REQUIREMENT: In the entries below, how many lines contain the string "pages"? Respond with the number only.

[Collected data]
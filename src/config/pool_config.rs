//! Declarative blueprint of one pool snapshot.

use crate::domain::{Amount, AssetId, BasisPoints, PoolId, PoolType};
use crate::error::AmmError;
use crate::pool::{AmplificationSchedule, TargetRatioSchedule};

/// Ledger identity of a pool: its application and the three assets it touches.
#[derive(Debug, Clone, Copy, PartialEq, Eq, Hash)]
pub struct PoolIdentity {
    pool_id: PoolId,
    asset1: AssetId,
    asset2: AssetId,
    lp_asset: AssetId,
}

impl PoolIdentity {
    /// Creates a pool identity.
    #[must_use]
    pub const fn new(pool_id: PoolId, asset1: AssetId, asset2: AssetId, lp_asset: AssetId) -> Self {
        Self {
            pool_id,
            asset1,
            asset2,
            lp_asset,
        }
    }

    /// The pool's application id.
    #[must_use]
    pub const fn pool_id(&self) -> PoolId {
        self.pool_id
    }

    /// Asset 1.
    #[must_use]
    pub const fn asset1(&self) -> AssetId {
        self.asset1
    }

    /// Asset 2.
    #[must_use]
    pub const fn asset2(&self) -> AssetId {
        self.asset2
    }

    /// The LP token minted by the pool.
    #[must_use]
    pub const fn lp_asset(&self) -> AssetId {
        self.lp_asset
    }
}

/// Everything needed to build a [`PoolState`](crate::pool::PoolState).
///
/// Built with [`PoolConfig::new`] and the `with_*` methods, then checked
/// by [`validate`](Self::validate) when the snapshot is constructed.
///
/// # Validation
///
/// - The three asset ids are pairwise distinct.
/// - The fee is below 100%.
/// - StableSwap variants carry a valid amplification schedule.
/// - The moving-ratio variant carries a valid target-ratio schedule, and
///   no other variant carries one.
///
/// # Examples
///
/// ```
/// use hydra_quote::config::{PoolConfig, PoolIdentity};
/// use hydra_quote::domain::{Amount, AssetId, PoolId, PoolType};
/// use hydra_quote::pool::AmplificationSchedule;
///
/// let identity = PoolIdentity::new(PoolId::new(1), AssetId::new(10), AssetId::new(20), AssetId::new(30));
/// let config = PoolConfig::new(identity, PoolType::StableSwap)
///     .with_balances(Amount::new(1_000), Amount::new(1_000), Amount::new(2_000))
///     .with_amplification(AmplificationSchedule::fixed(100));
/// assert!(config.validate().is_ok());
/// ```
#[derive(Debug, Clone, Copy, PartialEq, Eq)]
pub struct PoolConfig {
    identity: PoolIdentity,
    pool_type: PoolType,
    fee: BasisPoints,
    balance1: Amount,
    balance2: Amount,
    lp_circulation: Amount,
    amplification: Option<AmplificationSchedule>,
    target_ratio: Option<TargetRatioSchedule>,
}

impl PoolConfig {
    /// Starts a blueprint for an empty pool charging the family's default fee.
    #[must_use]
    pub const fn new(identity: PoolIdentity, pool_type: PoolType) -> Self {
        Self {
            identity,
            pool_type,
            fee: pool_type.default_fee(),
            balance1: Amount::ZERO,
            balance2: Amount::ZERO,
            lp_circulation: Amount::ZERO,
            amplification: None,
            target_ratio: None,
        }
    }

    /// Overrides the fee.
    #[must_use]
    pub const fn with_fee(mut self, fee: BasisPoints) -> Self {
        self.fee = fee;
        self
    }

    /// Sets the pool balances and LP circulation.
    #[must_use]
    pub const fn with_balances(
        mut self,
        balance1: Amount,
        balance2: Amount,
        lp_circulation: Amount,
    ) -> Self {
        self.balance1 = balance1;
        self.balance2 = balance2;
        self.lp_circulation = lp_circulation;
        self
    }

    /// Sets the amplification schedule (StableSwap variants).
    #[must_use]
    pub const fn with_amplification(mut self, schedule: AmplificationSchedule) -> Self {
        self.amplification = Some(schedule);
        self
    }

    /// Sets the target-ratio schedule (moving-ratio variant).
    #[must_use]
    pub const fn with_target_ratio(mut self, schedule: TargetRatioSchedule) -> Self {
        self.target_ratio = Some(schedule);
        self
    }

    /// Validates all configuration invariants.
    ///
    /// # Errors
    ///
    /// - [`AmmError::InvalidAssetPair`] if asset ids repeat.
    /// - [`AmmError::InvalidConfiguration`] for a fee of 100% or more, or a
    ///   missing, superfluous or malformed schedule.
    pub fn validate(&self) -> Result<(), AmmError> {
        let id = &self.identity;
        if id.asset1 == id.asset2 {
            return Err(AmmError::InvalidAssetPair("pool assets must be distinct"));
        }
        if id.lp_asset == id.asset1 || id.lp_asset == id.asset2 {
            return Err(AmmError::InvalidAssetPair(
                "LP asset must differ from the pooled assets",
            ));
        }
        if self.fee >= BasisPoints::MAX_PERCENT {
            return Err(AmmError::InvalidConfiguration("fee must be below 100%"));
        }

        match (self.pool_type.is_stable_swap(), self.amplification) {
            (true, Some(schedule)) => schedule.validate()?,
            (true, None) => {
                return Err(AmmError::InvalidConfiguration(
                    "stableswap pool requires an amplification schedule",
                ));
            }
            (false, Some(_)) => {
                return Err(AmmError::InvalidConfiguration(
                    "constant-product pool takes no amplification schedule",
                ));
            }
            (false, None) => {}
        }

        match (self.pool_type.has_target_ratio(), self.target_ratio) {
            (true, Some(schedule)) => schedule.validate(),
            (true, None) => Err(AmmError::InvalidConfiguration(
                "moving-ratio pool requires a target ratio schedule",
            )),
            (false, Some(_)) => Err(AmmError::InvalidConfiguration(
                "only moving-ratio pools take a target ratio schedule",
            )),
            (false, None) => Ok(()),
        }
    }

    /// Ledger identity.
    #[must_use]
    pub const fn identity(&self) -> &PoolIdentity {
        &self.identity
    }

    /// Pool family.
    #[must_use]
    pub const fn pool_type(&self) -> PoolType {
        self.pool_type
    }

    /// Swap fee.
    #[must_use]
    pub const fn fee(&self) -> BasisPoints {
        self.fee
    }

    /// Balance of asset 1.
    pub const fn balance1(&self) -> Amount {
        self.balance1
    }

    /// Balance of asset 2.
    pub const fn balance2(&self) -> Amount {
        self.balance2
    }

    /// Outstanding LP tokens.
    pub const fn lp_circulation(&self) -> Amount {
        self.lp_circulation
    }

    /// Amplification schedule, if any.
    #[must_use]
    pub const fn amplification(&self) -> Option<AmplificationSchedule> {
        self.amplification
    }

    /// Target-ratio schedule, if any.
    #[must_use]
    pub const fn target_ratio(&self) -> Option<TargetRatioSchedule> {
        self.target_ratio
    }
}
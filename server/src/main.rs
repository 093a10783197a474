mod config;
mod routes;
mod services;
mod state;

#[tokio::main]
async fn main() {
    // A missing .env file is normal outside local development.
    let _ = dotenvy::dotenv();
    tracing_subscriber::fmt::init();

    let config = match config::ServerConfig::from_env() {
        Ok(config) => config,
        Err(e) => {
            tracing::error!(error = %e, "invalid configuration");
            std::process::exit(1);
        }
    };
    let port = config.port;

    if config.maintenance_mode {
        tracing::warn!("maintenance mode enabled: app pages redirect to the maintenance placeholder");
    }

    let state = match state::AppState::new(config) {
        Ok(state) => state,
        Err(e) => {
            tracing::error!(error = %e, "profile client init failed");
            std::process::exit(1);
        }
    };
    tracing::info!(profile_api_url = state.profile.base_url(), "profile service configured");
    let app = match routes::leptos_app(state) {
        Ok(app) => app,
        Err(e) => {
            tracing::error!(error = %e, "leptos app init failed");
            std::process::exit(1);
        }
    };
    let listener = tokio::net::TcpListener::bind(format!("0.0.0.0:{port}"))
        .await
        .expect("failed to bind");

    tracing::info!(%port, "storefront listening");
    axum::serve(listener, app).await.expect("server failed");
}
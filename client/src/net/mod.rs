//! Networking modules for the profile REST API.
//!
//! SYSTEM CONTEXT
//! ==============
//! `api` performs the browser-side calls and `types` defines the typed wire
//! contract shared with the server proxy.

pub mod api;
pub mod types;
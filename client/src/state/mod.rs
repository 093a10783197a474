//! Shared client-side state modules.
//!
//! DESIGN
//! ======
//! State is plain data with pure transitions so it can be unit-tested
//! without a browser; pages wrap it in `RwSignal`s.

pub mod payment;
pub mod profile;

SOLUTION TO THE PROBLEM: 2